EV Model Peak Power 10-80% Time
Tesla Model 3 LR (2024) 250 kW 22 min
Tesla Model Y LR 250 kW 27 min
Hyundai Ioniq 5 / Kia EV6 240 kW 18 min
Hyundai Ioniq 6 233 kW 18 min
Porsche Taycan 270 kW 21 min
Ford F-150 Lightning 150 kW 36 min
Chevy Bolt 55 kW 65 min (slow!)
Nissan Leaf 40 kWh 50 kW 45 min
VW ID.4 135 kW 36 min
Rivian R1T 220 kW 38 min
Lucid Air Touring 300 kW 22 min

Why 10-80% takes about half the time of 0-100%:

  • 10-50%: peak charging speed (full 150-300 kW)
  • 50-80%: drop to ~70% of peak
  • 80-90%: drop to ~30% of peak
  • 90-100%: trickle charging at 5-15% of peak (battery management protection)

Charger types and max speeds:

Charger Max Power Used by
Tesla Supercharger V3 250 kW Tesla NACS (now expanding)
Tesla Supercharger V4 350 kW Tesla NACS / Cybertruck
Electrify America 350 350 kW CCS, NACS adapter
EVgo / ChargePoint 100-350 kW CCS, NACS adapter
Free DC chargers 50-100 kW Often outdated
Older CCS / CHAdeMO 50-62.5 kW Older infrastructure

Charger sharing reality: Most non-Tesla DC fast chargers share power between adjacent stalls:

  • 350 kW charger with 2 stalls = 175 kW each (split)
  • Some chargers reduce to 90 kW per stall when both occupied
  • Tesla Superchargers split similarly when adjacent stalls (V3) are in use
  • Always check the kW reading at the start

Battery temperature effects:

  • Cold battery (<32°F / 0°C): charging speed drops 30-70%
  • Pre-conditioning (Tesla, Hyundai, Kia): warms battery during navigation to charger — restores full speed
  • Hot battery (after long highway driving): minimal effect on speed
  • Charging when low (under 10% SOC): peak power until 50%, then standard curve

Practical trip planning: For a 300-mile trip in a 250-mile range EV:

  • Start at 90%, drive 200 miles, arrive at charger with 30%
  • Charge 30→80% in ~25 min (gain 175 mi range)
  • Arrive at destination with 30% (allows 75 mi back to home charger)

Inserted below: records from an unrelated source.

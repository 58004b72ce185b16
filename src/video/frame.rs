//! Raw frame representation
//!
//! Describes the pixel layout negotiated with the external decoder and the
//! immutable frame payloads that travel from the reassembler thread to the
//! upload engine.

use bytes::Bytes;
use serde::{Deserialize, Serialize};

use crate::error::{StreamError, StreamResult};

/// Pixel format the decoder is configured to emit
#[derive(Debug, Clone, Copy, PartialEq, Eq, Serialize, Deserialize, Default)]
pub enum PixelFormat {
    /// 8-bit RGBA, 4 bytes per pixel
    #[default]
    Rgba8,
    /// 8-bit BGRA, 4 bytes per pixel
    Bgra8,
}

impl PixelFormat {
    pub fn bytes_per_pixel(&self) -> usize {
        match self {
            PixelFormat::Rgba8 | PixelFormat::Bgra8 => 4,
        }
    }

    /// Name of the format as understood by ffmpeg's `-pix_fmt`
    pub fn ffmpeg_name(&self) -> &'static str {
        match self {
            PixelFormat::Rgba8 => "rgba",
            PixelFormat::Bgra8 => "bgra",
        }
    }

    /// Matching wgpu texture format
    pub fn texture_format(&self) -> wgpu::TextureFormat {
        // sRGB variants to match video color space
        match self {
            PixelFormat::Rgba8 => wgpu::TextureFormat::Rgba8UnormSrgb,
            PixelFormat::Bgra8 => wgpu::TextureFormat::Bgra8UnormSrgb,
        }
    }
}

/// Fixed geometry of every frame in a session
#[derive(Debug, Clone, Copy, PartialEq, Eq)]
pub struct FrameLayout {
    pub width: u32,
    pub height: u32,
    pub format: PixelFormat,
}

impl FrameLayout {
    /// Build a layout, rejecting empty or overflowing dimensions.
    pub fn new(width: u32, height: u32, format: PixelFormat) -> StreamResult<Self> {
        if width == 0 || height == 0 {
            return Err(StreamError::invalid_argument(format!(
                "width and height must be non-zero (got {}x{})",
                width, height
            )));
        }
        (width as usize)
            .checked_mul(height as usize)
            .and_then(|px| px.checked_mul(format.bytes_per_pixel()))
            .ok_or_else(|| {
                StreamError::invalid_argument(format!("frame size overflow for {}x{}", width, height))
            })?;
        Ok(Self { width, height, format })
    }

    /// Bytes in one complete frame (`width * height * bytesPerPixel`)
    pub fn frame_size(&self) -> usize {
        (self.width as usize) * (self.height as usize) * self.format.bytes_per_pixel()
    }

    /// Tightly packed bytes per row
    pub fn stride(&self) -> usize {
        (self.width as usize) * self.format.bytes_per_pixel()
    }

    /// Fail unless `len` is exactly one frame.
    pub fn check_len(&self, len: usize) -> StreamResult<()> {
        let expected = self.frame_size();
        if len != expected {
            return Err(StreamError::FrameSizeMismatch { expected, actual: len });
        }
        Ok(())
    }
}

/// One frame's worth of pixel bytes cut from the decoder output
///
/// The payload is a reference-counted slice of the reassembler's buffer, so
/// moving it across threads never copies pixel data.
#[derive(Debug, Clone, PartialEq, Eq)]
pub struct PendingFrame {
    /// Raw pixel bytes
    pub data: Bytes,
    /// Emission order within the session (0-based)
    pub index: u64,
    /// False only for the trailing partial flush at end of stream
    pub complete: bool,
}

impl PendingFrame {
    pub fn len(&self) -> usize {
        self.data.len()
    }

    pub fn is_empty(&self) -> bool {
        self.data.is_empty()
    }
}

#[cfg(test)]
mod tests {
    use super::*;

    #[test]
    fn test_frame_size() {
        let layout = FrameLayout::new(1920, 1080, PixelFormat::Rgba8).unwrap();
        assert_eq!(layout.frame_size(), 1920 * 1080 * 4);
        assert_eq!(layout.stride(), 1920 * 4);

        let tiny = FrameLayout::new(2, 1, PixelFormat::Rgba8).unwrap();
        assert_eq!(tiny.frame_size(), 8);
    }

    #[test]
    fn test_zero_dimensions_rejected() {
        assert!(matches!(
            FrameLayout::new(0, 10, PixelFormat::Rgba8),
            Err(StreamError::InvalidArgument(_))
        ));
        assert!(FrameLayout::new(10, 0, PixelFormat::Bgra8).is_err());
    }

    #[test]
    fn test_check_len() {
        let layout = FrameLayout::new(2, 1, PixelFormat::Rgba8).unwrap();
        assert!(layout.check_len(8).is_ok());
        assert!(matches!(
            layout.check_len(5),
            Err(StreamError::FrameSizeMismatch { expected: 8, actual: 5 })
        ));
        assert!(layout.check_len(16).is_err());
    }

    #[test]
    fn test_ffmpeg_names() {
        assert_eq!(PixelFormat::Rgba8.ffmpeg_name(), "rgba");
        assert_eq!(PixelFormat::Bgra8.ffmpeg_name(), "bgra");
    }
}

This is faster than any 0→100% charging strategy.

Cost considerations:

Network Typical Cost
Home charging $0.10-0.15/kWh
Tesla Supercharger $0.25-0.45/kWh
Electrify America $0.31-0.43/kWh (members cheaper)
EVgo $0.30-0.40/kWh
ChargePoint (varies) $0.20-0.50/kWh

DC fast charging is 2-4× the cost of home charging. Plan trips to charge home overnight when possible.